» **Problem details**
What you return should be the lines of the data containing "pipeline", each in full.

» **Dataset excerpts**
===

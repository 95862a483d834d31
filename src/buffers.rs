//! Bounded queues bridging the real-time audio callback thread and the
//! async world (spec §5: "the audio callback must not block on a mutex";
//! §4.6's back-pressure rule that overload drops the *oldest* item).
//!
//! `crossbeam_channel` is the same crate the capture/playback pipeline
//! historically used to get samples off the callback thread without
//! touching Tokio; here it backs a small drop-oldest queue instead of a
//! fixed buffer pool, since the pipeline now moves `Vec<f32>` blocks and
//! encoded frame bytes rather than raw header-prefixed byte buffers.

use crossbeam_channel::{bounded, Receiver, Sender, TrySendError};

/// A bounded queue where a push against a full queue evicts the oldest
/// entry rather than rejecting the new one or blocking the caller —
/// exactly the policy spec §4.6 asks for on the outbound audio path, and
/// a safe default for the capture-thread-to-async handoff in general.
pub struct DropOldestQueue<T> {
    tx: Sender<T>,
    rx: Receiver<T>,
}

impl<T> DropOldestQueue<T> {
    pub fn new(capacity: usize) -> Self {
        let (tx, rx) = bounded(capacity.max(1));
        Self { tx, rx }
    }

    /// Enqueue `item`, evicting the oldest queued item if the queue is
    /// full. Never blocks — safe to call from a real-time callback.
    pub fn push(&self, item: T) {
        let mut item = item;
        loop {
            match self.tx.try_send(item) {
                Ok(()) => return,
                Err(TrySendError::Full(rejected)) => {
                    let _ = self.rx.try_recv();
                    item = rejected;
                }
                Err(TrySendError::Disconnected(_)) => return,
            }
        }
    }

    /// Non-blocking pop, for a consumer draining the queue on its own
    /// schedule (the async send task, or a test).
    pub fn try_pop(&self) -> Option<T> {
        self.rx.try_recv().ok()
    }

    pub fn sender(&self) -> Sender<T> {
        self.tx.clone()
    }

    pub fn receiver(&self) -> Receiver<T> {
        self.rx.clone()
    }
}

#[cfg(test)]
mod tests {
    use super::*;

    #[test]
    fn push_under_capacity_preserves_everything() {
        let queue = DropOldestQueue::new(4);
        for i in 0..4 {
            queue.push(i);
        }
        let drained: Vec<_> = std::iter::from_fn(|| queue.try_pop()).collect();
        assert_eq!(drained, vec![0, 1, 2, 3]);
    }

    #[test]
    fn push_past_capacity_drops_the_oldest_entry() {
        let queue = DropOldestQueue::new(2);
        queue.push(1);
        queue.push(2);
        queue.push(3); // evicts 1
        let drained: Vec<_> = std::iter::from_fn(|| queue.try_pop()).collect();
        assert_eq!(drained, vec![2, 3]);
    }

    #[test]
    fn empty_queue_pops_none() {
        let queue: DropOldestQueue<u8> = DropOldestQueue::new(4);
        assert_eq!(queue.try_pop(), None);
    }
}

===

» **Problem solution**
//! `crossbeam_channel` is the same crate the capture/playback pipeline
//! fixed buffer pool, since the pipeline now moves `Vec<f32>` blocks and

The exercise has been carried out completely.